→ **EXERCISE DIRECTIONS**:
Every record below must be returned exactly as it was received.

→ **TASK MATERIAL**:
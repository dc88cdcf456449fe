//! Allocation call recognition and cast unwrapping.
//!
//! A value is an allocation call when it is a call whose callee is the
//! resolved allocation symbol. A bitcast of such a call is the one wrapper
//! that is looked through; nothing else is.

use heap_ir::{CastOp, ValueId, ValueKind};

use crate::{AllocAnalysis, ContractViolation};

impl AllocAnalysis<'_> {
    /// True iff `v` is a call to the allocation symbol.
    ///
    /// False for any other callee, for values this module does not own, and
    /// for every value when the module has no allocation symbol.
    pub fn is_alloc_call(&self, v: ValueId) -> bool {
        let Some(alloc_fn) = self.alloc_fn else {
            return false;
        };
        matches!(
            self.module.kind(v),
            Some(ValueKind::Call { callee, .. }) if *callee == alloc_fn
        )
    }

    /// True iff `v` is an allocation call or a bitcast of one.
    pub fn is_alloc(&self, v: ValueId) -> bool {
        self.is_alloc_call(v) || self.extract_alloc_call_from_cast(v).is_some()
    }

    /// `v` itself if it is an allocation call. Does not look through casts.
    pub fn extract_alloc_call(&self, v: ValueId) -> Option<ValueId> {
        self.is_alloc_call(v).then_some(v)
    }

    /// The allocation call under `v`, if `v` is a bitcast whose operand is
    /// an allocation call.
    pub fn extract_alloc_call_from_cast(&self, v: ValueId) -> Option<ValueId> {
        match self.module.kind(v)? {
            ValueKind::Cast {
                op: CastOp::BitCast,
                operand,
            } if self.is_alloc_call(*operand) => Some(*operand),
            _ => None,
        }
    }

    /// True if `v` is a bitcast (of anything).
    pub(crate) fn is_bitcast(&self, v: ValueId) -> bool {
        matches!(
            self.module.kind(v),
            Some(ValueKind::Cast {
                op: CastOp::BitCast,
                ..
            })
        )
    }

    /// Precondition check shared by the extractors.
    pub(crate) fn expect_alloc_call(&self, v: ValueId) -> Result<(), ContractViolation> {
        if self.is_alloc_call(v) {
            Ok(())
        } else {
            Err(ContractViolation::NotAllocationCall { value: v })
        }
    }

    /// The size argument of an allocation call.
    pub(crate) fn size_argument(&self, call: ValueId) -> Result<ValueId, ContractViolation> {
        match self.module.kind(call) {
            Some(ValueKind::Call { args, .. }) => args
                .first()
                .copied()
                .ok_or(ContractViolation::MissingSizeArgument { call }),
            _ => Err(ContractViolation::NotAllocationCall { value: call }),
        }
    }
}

→ **FINAL ANSWER**:
repository dc88cdcf456449fe
//! Allocation call recognition and cast unwrapping.
//!
//! A value is an allocation call when it is a call whose callee is the
//! resolved allocation symbol. A bitcast of such a call is the one wrapper
//! that is looked through; nothing else is.

use heap_ir::{CastOp, ValueId, ValueKind};

use crate::{AllocAnalysis, ContractViolation};

impl AllocAnalysis<'_> {
    /// True iff `v` is a call to the allocation symbol.
    ///
    /// False for any other callee, for values this module does not own, and
    /// for every value when the module has no allocation symbol.
    pub fn is_alloc_call(&self, v: ValueId) -> bool {
        let Some(alloc_fn) = self.alloc_fn else {
            return false;
        };
        matches!(
            self.module.kind(v),
            Some(ValueKind::Call { callee, .. }) if *callee == alloc_fn
        )
    }

    /// True iff `v` is an allocation call or a bitcast of one.
    pub fn is_alloc(&self, v: ValueId) -> bool {
        self.is_alloc_call(v) || self.extract_alloc_call_from_cast(v).is_some()
    }

    /// `v` itself if it is an allocation call. Does not look through casts.
    pub fn extract_alloc_call(&self, v: ValueId) -> Option<ValueId> {
        self.is_alloc_call(v).then_some(v)
    }

    /// The allocation call under `v`, if `v` is a bitcast whose operand is
    /// an allocation call.
    pub fn extract_alloc_call_from_cast(&self, v: ValueId) -> Option<ValueId> {
        match self.module.kind(v)? {
            ValueKind::Cast {
                op: CastOp::BitCast,
                operand,
            } if self.is_alloc_call(*operand) => Some(*operand),
            _ => None,
        }
    }

    /// True if `v` is a bitcast (of anything).
    pub(crate) fn is_bitcast(&self, v: ValueId) -> bool {
        matches!(
            self.module.kind(v),
            Some(ValueKind::Cast {
                op: CastOp::BitCast,
                ..
            })
        )
    }

    /// Precondition check shared by the extractors.
    pub(crate) fn expect_alloc_call(&self, v: ValueId) -> Result<(), ContractViolation> {
        if self.is_alloc_call(v) {
            Ok(())
        } else {
            Err(ContractViolation::NotAllocationCall { value: v })
        }
    }

    /// The size argument of an allocation call.
    pub(crate) fn size_argument(&self, call: ValueId) -> Result<ValueId, ContractViolation> {
        match self.module.kind(call) {
            Some(ValueKind::Call { args, .. }) => args
                .first()
                .copied()
                .ok_or(ContractViolation::MissingSizeArgument { call }),
            _ => Err(ContractViolation::NotAllocationCall { value: call }),
        }
    }
}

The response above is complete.